1.2 The Investment Manager accepts such employment and
agrees during such period at its own expense to render such services, and to
assume the obligations herein set forth for the compensation herein provided.
1.3 The Investment Manager shall for all purposes be
deemed to be an independent contractor, and unless otherwise expressly provided
or authorized shall have no authority to act for or represent the Trust or the
Portfolio in any way or otherwise be deemed an agent of the Trust or the
Portfolio. Notwithstanding the foregoing, the Investment Manager shall, for the
purposes of this agreement, have authority to act as agent for the Portfolio,
subject to supervision by the Adviser and the Board.
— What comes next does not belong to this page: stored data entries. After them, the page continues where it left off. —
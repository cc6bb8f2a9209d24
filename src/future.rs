//! Chaining outcomes through asynchronous steps.
//!
//! When a step in a chain has to wait (a network call, a disk write) it
//! returns a future of an `Outcome` instead of an `Outcome`. The helpers in
//! this module keep the synchronous guarantees in that setting:
//!
//! - each step is awaited before the next one is created;
//! - the first `Failure` ends the chain, and later steps are neither called
//!   nor polled.
//!
//! Independent chains share nothing and can be driven concurrently with
//! [`combine_async`] or [`combine_all_async`]. There is no cancellation or
//! timeout here: dropping the returned future drops the rest of the chain.
//!
//! # Examples
//!
//! ```
//! use outcome::{failure, success, Outcome, OutcomeFutureExt};
//!
//! async fn fetch(id: u32) -> Outcome<String, String> {
//!     if id == 0 { failure("no user 0".to_string()) } else { success(format!("user-{}", id)) }
//! }
//!
//! async fn greet(name: String) -> Outcome<String, String> {
//!     success(format!("hello, {}", name))
//! }
//!
//! # tokio_test::block_on(async {
//! let hello = fetch(7).and_then_async(greet).await;
//! assert_eq!(hello, Outcome::Success("hello, user-7".to_string()));
//!
//! let missing = fetch(0).and_then_async(greet).map_success(|s| s.len()).await;
//! assert_eq!(missing, Outcome::Failure("no user 0".to_string()));
//! # });
//! ```

use std::future::Future;

use crate::combine::{combine, combine_all};
use crate::Outcome;

impl<T, E> Outcome<T, E> {
    /// Chain an asynchronous step onto a ready outcome.
    ///
    /// On `Success(v)` the future returned by `f(v)` is awaited. On
    /// `Failure` the error is returned and `f` is never called.
    ///
    /// ```
    /// use outcome::{success, Outcome};
    ///
    /// # tokio_test::block_on(async {
    /// let doubled = success::<_, ()>(21)
    ///     .and_then_async(|n| async move { success(n * 2) })
    ///     .await;
    /// assert_eq!(doubled, Outcome::Success(42));
    /// # });
    /// ```
    pub async fn and_then_async<U, F, Fut>(self, f: F) -> Outcome<U, E>
    where
        F: FnOnce(T) -> Fut,
        Fut: Future<Output = Outcome<U, E>>,
    {
        match self {
            Outcome::Success(value) => f(value).await,
            Outcome::Failure(error) => Outcome::Failure(error),
        }
    }

    /// Recover from a failure with an asynchronous step.
    pub async fn catch_async<F2, F, Fut>(self, f: F) -> Outcome<T, F2>
    where
        F: FnOnce(E) -> Fut,
        Fut: Future<Output = Outcome<T, F2>>,
    {
        match self {
            Outcome::Success(value) => Outcome::Success(value),
            Outcome::Failure(error) => f(error).await,
        }
    }
}

/// Combinators for futures that resolve to an [`Outcome`].
///
/// Implemented for every `Future<Output = Outcome<T, E>>`.
pub trait OutcomeFutureExt<T, E>: Future<Output = Outcome<T, E>> + Sized {
    /// Map the success value once the future resolves.
    fn map_success<U, F>(self, f: F) -> impl Future<Output = Outcome<U, E>>
    where
        F: FnOnce(T) -> U,
    {
        async move { self.await.map(f) }
    }

    /// Map the error once the future resolves.
    fn map_failure<F2, F>(self, f: F) -> impl Future<Output = Outcome<T, F2>>
    where
        F: FnOnce(E) -> F2,
    {
        async move { self.await.map_err(f) }
    }

    /// Await this future, then on success await the step produced by `f`.
    ///
    /// A failure from this future is returned without calling `f`.
    fn and_then_async<U, F, Fut>(self, f: F) -> impl Future<Output = Outcome<U, E>>
    where
        F: FnOnce(T) -> Fut,
        Fut: Future<Output = Outcome<U, E>>,
    {
        async move { self.await.and_then_async(f).await }
    }

    /// Await this future, then on failure await the recovery produced by
    /// `f`.
    fn catch_async<F2, F, Fut>(self, f: F) -> impl Future<Output = Outcome<T, F2>>
    where
        F: FnOnce(E) -> Fut,
        Fut: Future<Output = Outcome<T, F2>>,
    {
        async move { self.await.catch_async(f).await }
    }
}

impl<T, E, Fut> OutcomeFutureExt<T, E> for Fut where Fut: Future<Output = Outcome<T, E>> {}

/// Drive two independent outcome futures concurrently and pair their values.
///
/// Both futures run to completion. The result follows [`combine()`]: when both
/// fail, the left error is kept.
///
/// ```
/// use outcome::{combine_async, failure, success, Outcome};
///
/// # tokio_test::block_on(async {
/// let both = combine_async(async { success::<_, &str>(1) }, async { success('a') }).await;
/// assert_eq!(both, Outcome::Success((1, 'a')));
///
/// let left = combine_async(
///     async { failure::<i32, _>("left") },
///     async { failure::<char, _>("right") },
/// )
/// .await;
/// assert_eq!(left, Outcome::Failure("left"));
/// # });
/// ```
pub async fn combine_async<A, B, E, FutA, FutB>(left: FutA, right: FutB) -> Outcome<(A, B), E>
where
    FutA: Future<Output = Outcome<A, E>>,
    FutB: Future<Output = Outcome<B, E>>,
{
    let (left, right) = futures::future::join(left, right).await;
    combine(left, right)
}

/// Drive every future concurrently, then gather the values in input order.
///
/// All futures run to completion; the first failure in input order (not in
/// completion order) is returned.
pub async fn combine_all_async<T, E, I>(steps: I) -> Outcome<Vec<T>, E>
where
    I: IntoIterator,
    I::Item: Future<Output = Outcome<T, E>>,
{
    combine_all(futures::future::join_all(steps).await)
}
1.4 The services of the Investment Manager herein
provided are not to be deemed exclusive and the Investment Manager shall be free
to render similar services or other services to others so long as its services
hereunder shall not be impaired thereby.
ARTICLE 2
DUTIES OF INVESTMENT MANAGER
2.1 INVESTMENT MANAGEMENT SERVICES.
(a) Subject to the general supervision of the Board and
the Adviser, the Investment Manager shall provide a continuous investment
program for the Portfolio and determine the composition of the assets of the
Portfolio, including determination of the purchase, retention or sale of the
securities, cash and other investments for the Portfolio. In performing these
duties, the Investment Manager shall:
(i) perform research and obtain and evaluate
pertinent economic, statistical, and financial data relevant to the investment
policies of the Portfolio as set forth in the Registration Statement;
(ii) seek out and implement specific investment
opportunities, consistent with any investment strategies approved by the Board;
(iii)take such steps as are necessary to implement
any overall investment strategies approved by the Board for the Portfolio,
including making and carrying out day-to-day decisions to acquire or dispose of
permissible investments, managing investments and any other property of the
Portfolio, and providing or obtaining such services as may be necessary in
managing, acquiring or disposing of investments;
(iv) regularly report to the Board with respect to
the implementation of any approved overall investment strategy and any other
activities in connection with management of the assets of the Portfolio,
including furnishing, within 60 days after the end of each calendar quarter, a
statement of all purchases and sales during the quarter and a schedule of
investments and other assets of the Portfolio as of the end of the quarter;
(v) maintain all required accounts, records,
memoranda, instructions or authorizations relating to the acquisition or
disposition of investments for the Portfolio; and
(vi) assist in determining each business day the
net asset value of the shares of the Portfolio in accordance with applicable
law.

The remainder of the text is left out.